Après avoir marché quelque temps, il s'assit lourdement et comme accablé sous le poids de ses peines; il posa ses deux coudes sur son bureau et cacha son front dans ses mains.
Au bout d'un instant, il se redressa brusquement, essuya une larme qui vint mouiller sa paupière rougie et dit avec effort:
—Allons... courage... allons.
Il écrivit alors à diverses personnes sur des objets assez insignifiants; mais, dans ces lettres, il donnait ou ajournait différents rendez-vous à plusieurs jours de là.
Le marquis terminait cette correspondance lorsque Joseph rentra; ce dernier était si gai qu'il s'oubliait jusqu'à chantonner à son tour.

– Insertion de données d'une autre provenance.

// This Source Code Form is subject to the terms of the Mozilla Public
// License, v. 2.0. If a copy of the MPL was not distributed with this
// file, You can obtain one at https://mozilla.org/MPL/2.0/.

// Copyright 2025 Oxide Computer Company

//! Egress re-injection.
//!
//! Locally generated tunnel packets come down here on their way to
//! the network-layer output path. Oversized packets are segmented
//! first, each segment getting its own IPv4 identification; packets
//! with a partially computed checksum have it finished. Everything
//! that results is sent, one packet at a time.

use super::checksum::CsumResolver;
use super::checksum::SwCsum;
use super::ip4::ip4_hdr;
use super::ip4::ip4_hdr_mut;
use super::segment::SegmentEngine;
use super::segment::SegmentFixup;
use super::segment::Segmenter;
use super::stat::XmitStats;
use crate::api::XmitCfg;
use crate::api::XmitCode;
use crate::ddi::pkt::CsumState;
use crate::ddi::pkt::Pkt;
use crate::ddi::pkt::PktChain;
use crate::provider::LogLevel;
use crate::provider::Providers;

/// The network-layer output path.
///
/// It is expected to fill in what the network layer fills in for any
/// locally generated datagram, like the outer IPv4 total length and
/// header checksum.
pub trait NetOutput {
    /// Send a single packet, taking ownership of it.
    fn send(&mut self, pkt: Pkt) -> XmitCode;
}

/// An output path which reports its status in raw form: zero or a
/// positive `NET_XMIT_*` code, or a negated errno.
pub struct RawOutput<F>(pub F);

impl<F> NetOutput for RawOutput<F>
where
    F: FnMut(Pkt) -> i32,
{
    fn send(&mut self, pkt: Pkt) -> XmitCode {
        XmitCode::from_raw((self.0)(pkt))
    }
}

/// The outcome of [`Reinjector::xmit()`].
#[derive(Clone, Copy, Debug, Eq, PartialEq)]
pub enum XmitResult {
    /// `count` packets were handed to the output path. The `status`
    /// is [`XmitCode::Success`] unless at least one send failed, in
    /// which case it is the status of the last one that did.
    Sent { count: usize, status: XmitCode },

    /// Segmentation failed and the packet was dropped without telling
    /// the caller.
    SegDropped,

    /// The checksum could not be finished and the packet was dropped.
    CsumDropped,
}

impl XmitResult {
    /// The status to report to whoever handed us the packet.
    pub fn code(&self) -> XmitCode {
        match self {
            Self::Sent { status, .. } => *status,
            Self::SegDropped => XmitCode::Success,
            Self::CsumDropped => XmitCode::Drop,
        }
    }

    /// The status in the raw form of the output path.
    pub fn to_raw(&self) -> i32 {
        self.code().to_raw()
    }
}

/// Resolves the offload state of outgoing packets before handing
/// them to the output path.
pub struct Reinjector<E, O, C = SwCsum> {
    segmenter: Segmenter<E>,
    out: O,
    csum: C,
    debug: bool,
    providers: Providers,
    stats: XmitStats,
}

impl<E, O> Reinjector<E, O, SwCsum>
where
    E: SegmentEngine,
    O: NetOutput,
{
    pub fn new(engine: E, out: O, cfg: XmitCfg, providers: Providers) -> Self {
        Self {
            segmenter: Segmenter::new(engine, cfg.caps),
            out,
            csum: SwCsum,
            debug: cfg.debug,
            providers,
            stats: XmitStats::default(),
        }
    }
}

impl<E, O, C> Reinjector<E, O, C>
where
    E: SegmentEngine,
    O: NetOutput,
    C: CsumResolver,
{
    /// Replace the checksum resolver.
    pub fn with_csum<C2: CsumResolver>(self, csum: C2) -> Reinjector<E, O, C2> {
        Reinjector {
            segmenter: self.segmenter,
            out: self.out,
            csum,
            debug: self.debug,
            providers: self.providers,
            stats: self.stats,
        }
    }

    pub fn stats(&self) -> &XmitStats {
        &self.stats
    }

    pub fn segmenter(&self) -> &Segmenter<E> {
        &self.segmenter
    }

    pub fn output(&self) -> &O {
        &self.out
    }

    pub fn output_mut(&mut self) -> &mut O {
        &mut self.out
    }

    fn log(&self, level: LogLevel, msg: &str) {
        self.providers.log.log(level, msg);
    }

    /// Send a locally generated tunnel packet whose data starts at its
    /// outer IPv4 header.
    ///
    /// An oversized packet is segmented as a non transmit-path
    /// request, with `fixup` applied to each segment, and the segments
    /// are numbered consecutively starting from the packet's own IPv4
    /// identification. If segmentation fails the packet is dropped and
    /// the caller is told all is well. A packet with a partially
    /// computed checksum has it finished first, and is dropped if that
    /// is not possible.
    ///
    /// Sending does not stop at the first failure.
    pub fn xmit(
        &mut self,
        pkt: Pkt,
        fixup: Option<&dyn SegmentFixup>,
    ) -> XmitResult {
        self.stats.pkts_in += 1;

        if pkt.is_gso() {
            self.stats.gso_pkts += 1;
            return self.xmit_gso(pkt, fixup);
        }

        let mut pkt = pkt;
        if let CsumState::Partial { .. } = pkt.csum() {
            if let Err(e) = self.csum.finish(&mut pkt) {
                self.stats.csum_drops += 1;
                self.log(
                    LogLevel::Warn,
                    &format!("dropping packet, checksum not finished: {e}"),
                );
                return XmitResult::CsumDropped;
            }
        }

        self.send_chain(PktChain::from(pkt), None)
    }

    fn xmit_gso(
        &mut self,
        pkt: Pkt,
        fixup: Option<&dyn SegmentFixup>,
    ) -> XmitResult {
        let base = match ip4_hdr(&pkt) {
            Ok(ip) => ip.ident(),
            Err(e) => {
                self.stats.seg_drops += 1;
                self.log(
                    LogLevel::Warn,
                    &format!("dropping GSO packet, bad outer header: {e}"),
                );
                return XmitResult::SegDropped;
            }
        };

        let len = pkt.len();
        let gso = pkt.gso().unwrap_or_default();
        let segs = match self.segmenter.segment(pkt, false, fixup) {
            Ok(segs) => segs,
            Err(e) => {
                self.stats.seg_drops += 1;
                self.log(
                    LogLevel::Warn,
                    &format!("dropping GSO packet, segmentation failed: {e}"),
                );
                return XmitResult::SegDropped;
            }
        };

        self.stats.segs_out += segs.len() as u64;
        if self.debug {
            self.log(
                LogLevel::Note,
                &format!(
                    "segmented {len} byte packet ({:?}) into {} segments \
                     ({} expected), ident base {base}",
                    gso.kind,
                    segs.len(),
                    gso.segs,
                ),
            );
        }

        self.send_chain(segs, Some(base))
    }

    /// Hand every packet of `chain` to the output path, in order. When
    /// a `base` identification is given, packet `i` is renumbered to
    /// `base + i`.
    fn send_chain(
        &mut self,
        mut chain: PktChain,
        base: Option<u16>,
    ) -> XmitResult {
        let mut status = XmitCode::Success;
        let mut count = 0;
        let mut i: u16 = 0;

        while let Some(mut pkt) = chain.pop_front() {
            let idx = i;
            i = i.wrapping_add(1);

            if let Some(base) = base {
                let ident = base.wrapping_add(idx);
                match ip4_hdr_mut(&mut pkt) {
                    Ok(ip) => ip.set_ident(ident),
                    Err(e) => {
                        self.stats.out_fails += 1;
                        self.log(
                            LogLevel::Warn,
                            &format!("dropping segment {idx}: {e}"),
                        );
                        status = XmitCode::Drop;
                        continue;
                    }
                }
            }

            pkt.clear_cb();
            let res = self.out.send(pkt);
            count += 1;
            self.stats.sent += 1;

            if res == XmitCode::Congested {
                self.stats.congested += 1;
            } else if res.is_surfaced() {
                self.stats.out_fails += 1;
                self.log(LogLevel::Warn, &format!("send failed: {res}"));
                status = res;
            }
        }

        XmitResult::Sent { count, status }
    }
}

—Monsieur Joseph, vous avez une bien jolie voix, lui dit son maître en souriant.
—Ma foi, tant pis, monsieur le marquis, je n'y tiens pas; ça chante si fort au dedans de moi qu'il faut bien que ça s'entende au dehors...
—Tu feras mettre ces lettres à la poste.
—Oui, monsieur le marquis; mais où recevrez-vous ces messieurs tout à l'heure?